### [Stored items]
..............................

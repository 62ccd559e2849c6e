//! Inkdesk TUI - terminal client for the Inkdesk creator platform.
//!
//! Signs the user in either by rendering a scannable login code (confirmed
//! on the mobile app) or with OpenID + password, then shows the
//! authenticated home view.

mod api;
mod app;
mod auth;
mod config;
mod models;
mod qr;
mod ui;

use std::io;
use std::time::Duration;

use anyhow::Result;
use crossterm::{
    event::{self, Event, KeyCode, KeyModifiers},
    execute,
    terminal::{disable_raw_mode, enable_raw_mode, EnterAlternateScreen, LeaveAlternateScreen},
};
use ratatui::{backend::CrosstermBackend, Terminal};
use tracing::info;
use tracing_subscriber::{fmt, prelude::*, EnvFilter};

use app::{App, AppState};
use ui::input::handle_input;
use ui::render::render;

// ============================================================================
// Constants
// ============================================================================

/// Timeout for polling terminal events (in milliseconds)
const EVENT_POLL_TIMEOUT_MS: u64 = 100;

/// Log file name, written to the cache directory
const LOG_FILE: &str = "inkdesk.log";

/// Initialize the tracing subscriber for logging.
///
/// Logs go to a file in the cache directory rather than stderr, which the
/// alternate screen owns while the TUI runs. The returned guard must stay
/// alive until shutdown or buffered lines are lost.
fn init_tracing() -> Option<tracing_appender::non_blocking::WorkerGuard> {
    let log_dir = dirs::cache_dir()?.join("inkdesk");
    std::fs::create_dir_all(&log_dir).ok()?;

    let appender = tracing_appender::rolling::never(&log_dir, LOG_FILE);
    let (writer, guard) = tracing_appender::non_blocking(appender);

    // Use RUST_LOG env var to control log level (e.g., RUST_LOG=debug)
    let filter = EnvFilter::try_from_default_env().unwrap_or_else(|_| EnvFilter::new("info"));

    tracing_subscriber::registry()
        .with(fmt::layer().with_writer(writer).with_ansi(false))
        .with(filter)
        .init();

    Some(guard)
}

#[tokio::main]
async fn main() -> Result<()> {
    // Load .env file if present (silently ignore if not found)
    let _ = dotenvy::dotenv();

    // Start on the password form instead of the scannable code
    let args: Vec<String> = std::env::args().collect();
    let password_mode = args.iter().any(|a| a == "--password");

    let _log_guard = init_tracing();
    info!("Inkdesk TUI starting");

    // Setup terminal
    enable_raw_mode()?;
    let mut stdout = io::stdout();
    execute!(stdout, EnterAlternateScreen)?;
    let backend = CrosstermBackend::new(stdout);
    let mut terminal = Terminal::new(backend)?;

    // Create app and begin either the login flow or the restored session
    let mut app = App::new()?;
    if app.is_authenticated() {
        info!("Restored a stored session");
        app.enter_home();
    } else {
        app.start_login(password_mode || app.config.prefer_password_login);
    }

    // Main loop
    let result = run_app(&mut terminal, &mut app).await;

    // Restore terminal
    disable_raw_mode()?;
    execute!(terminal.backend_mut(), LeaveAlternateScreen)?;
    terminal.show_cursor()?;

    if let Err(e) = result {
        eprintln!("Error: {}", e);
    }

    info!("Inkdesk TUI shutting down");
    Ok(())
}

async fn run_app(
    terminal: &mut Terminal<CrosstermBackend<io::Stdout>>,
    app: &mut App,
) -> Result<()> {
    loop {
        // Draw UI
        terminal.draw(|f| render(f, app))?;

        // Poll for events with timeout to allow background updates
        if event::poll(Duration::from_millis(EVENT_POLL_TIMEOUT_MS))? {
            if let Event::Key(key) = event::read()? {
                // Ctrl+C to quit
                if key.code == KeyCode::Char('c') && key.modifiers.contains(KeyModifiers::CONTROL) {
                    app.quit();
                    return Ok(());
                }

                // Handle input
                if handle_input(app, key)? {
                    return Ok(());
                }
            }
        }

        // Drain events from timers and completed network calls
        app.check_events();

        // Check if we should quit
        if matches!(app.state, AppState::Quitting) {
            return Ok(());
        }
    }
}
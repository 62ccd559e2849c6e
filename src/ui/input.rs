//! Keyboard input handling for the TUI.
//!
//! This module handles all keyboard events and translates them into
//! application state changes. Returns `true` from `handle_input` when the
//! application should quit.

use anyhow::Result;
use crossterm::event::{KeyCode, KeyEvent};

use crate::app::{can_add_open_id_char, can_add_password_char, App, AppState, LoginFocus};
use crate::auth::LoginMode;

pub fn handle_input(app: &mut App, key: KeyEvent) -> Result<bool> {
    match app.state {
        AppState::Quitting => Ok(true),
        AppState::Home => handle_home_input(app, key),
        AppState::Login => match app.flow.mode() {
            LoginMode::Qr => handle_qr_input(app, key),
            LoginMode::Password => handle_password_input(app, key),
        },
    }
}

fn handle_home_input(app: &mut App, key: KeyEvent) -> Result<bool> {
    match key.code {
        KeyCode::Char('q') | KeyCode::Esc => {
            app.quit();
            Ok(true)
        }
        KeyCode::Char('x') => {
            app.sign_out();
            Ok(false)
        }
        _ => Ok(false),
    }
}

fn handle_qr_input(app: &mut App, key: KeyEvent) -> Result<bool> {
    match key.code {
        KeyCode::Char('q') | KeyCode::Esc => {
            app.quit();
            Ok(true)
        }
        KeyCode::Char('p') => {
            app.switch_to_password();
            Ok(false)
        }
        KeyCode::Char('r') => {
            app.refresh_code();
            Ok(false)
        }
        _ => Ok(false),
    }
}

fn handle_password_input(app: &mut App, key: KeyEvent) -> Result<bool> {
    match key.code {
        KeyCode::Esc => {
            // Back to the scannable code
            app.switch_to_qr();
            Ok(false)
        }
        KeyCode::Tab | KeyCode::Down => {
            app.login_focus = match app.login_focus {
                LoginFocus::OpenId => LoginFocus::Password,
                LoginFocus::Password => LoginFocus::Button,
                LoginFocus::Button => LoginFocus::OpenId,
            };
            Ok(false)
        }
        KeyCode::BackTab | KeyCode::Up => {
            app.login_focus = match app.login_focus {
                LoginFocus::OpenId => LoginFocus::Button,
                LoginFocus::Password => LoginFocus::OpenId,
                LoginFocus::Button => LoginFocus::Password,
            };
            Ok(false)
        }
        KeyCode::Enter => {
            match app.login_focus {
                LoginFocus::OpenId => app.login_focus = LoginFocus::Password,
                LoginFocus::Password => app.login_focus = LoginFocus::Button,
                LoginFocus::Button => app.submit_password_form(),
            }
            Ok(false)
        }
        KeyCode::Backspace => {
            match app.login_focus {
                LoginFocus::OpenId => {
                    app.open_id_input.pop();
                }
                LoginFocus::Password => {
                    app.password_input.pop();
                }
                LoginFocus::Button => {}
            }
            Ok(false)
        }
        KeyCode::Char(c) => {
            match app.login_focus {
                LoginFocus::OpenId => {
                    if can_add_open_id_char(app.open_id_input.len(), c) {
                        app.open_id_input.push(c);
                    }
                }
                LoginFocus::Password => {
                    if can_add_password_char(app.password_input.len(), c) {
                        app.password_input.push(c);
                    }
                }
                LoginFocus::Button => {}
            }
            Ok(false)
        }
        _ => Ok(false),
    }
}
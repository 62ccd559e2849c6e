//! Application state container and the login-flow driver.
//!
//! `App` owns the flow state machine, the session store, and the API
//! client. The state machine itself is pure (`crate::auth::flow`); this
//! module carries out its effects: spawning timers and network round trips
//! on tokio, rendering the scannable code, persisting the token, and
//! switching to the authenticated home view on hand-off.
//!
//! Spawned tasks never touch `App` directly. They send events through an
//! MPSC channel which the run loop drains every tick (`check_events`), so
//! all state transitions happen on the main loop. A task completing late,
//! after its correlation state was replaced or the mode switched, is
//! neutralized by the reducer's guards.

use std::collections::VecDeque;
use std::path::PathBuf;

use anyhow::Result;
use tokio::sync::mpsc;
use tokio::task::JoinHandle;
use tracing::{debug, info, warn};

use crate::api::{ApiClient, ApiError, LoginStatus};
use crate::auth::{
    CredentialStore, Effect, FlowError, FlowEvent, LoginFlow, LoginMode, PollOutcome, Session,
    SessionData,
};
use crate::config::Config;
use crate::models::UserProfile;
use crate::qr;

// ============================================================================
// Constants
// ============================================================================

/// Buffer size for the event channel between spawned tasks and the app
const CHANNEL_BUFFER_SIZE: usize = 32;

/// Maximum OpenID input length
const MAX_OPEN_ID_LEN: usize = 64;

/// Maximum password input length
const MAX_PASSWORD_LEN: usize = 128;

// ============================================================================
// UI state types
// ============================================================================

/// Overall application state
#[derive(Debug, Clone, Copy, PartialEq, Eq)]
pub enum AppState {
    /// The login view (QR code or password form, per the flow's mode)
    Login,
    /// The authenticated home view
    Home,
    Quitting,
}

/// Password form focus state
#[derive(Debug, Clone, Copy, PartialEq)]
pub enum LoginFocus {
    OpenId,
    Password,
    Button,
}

..............................

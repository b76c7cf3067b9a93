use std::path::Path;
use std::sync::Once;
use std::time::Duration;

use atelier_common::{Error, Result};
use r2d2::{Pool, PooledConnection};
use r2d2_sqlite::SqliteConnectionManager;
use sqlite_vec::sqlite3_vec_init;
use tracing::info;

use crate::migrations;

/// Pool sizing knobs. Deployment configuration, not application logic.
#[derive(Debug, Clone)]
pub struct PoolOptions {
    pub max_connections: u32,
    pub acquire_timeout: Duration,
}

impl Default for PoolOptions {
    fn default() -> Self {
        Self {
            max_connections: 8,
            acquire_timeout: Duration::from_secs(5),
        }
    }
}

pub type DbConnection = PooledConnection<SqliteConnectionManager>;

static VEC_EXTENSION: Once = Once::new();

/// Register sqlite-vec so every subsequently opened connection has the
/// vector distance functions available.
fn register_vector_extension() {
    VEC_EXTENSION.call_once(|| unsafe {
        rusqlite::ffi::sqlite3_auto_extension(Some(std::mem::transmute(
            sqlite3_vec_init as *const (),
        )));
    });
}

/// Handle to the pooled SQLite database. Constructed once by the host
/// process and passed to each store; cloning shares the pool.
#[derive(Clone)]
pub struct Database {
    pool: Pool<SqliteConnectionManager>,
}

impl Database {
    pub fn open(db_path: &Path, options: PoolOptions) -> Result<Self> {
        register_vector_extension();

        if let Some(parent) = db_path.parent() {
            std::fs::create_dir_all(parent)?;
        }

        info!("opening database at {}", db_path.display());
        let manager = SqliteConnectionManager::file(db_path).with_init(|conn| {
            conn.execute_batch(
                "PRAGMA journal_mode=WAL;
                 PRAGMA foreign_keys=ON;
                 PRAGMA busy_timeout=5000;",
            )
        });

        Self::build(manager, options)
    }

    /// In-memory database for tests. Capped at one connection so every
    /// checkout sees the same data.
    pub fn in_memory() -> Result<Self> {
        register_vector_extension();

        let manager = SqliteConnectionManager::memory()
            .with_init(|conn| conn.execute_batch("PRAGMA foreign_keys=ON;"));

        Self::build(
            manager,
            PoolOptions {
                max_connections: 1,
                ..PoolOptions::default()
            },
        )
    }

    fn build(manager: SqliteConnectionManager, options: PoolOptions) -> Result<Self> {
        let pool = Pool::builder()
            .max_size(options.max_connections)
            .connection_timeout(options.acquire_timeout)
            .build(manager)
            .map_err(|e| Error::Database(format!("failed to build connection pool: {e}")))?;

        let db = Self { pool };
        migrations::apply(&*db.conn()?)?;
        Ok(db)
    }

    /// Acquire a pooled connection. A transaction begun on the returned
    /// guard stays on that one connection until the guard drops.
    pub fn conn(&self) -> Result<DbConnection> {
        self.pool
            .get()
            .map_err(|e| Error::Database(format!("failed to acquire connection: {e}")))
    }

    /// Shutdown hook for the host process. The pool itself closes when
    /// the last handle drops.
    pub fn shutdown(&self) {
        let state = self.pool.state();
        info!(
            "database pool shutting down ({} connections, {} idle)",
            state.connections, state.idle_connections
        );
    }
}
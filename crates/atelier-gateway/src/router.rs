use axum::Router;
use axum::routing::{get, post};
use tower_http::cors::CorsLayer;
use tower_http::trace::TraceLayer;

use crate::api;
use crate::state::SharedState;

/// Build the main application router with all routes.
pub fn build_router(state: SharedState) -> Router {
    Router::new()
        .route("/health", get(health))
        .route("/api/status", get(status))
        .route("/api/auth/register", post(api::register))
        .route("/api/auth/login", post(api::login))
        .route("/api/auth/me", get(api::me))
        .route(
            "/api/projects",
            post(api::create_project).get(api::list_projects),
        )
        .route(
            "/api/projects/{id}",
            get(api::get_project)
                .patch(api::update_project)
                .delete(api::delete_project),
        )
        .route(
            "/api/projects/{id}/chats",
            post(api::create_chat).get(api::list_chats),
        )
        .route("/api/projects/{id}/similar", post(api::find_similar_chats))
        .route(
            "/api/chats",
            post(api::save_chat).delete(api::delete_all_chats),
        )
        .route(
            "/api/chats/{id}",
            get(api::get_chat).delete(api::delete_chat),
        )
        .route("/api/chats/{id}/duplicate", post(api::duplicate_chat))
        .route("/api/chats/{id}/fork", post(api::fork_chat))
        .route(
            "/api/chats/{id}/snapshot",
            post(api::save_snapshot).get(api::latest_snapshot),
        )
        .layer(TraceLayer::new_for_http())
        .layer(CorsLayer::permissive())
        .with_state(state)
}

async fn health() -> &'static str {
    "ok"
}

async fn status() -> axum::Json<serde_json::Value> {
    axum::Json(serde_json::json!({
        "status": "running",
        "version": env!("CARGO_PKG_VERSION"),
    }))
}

..............................

Which lines in the data above hold the word "machine"? Return each of them.

//! `App` owns the flow state machine, the session store, and the API
//! client. The state machine itself is pure (`crate::auth::flow`); this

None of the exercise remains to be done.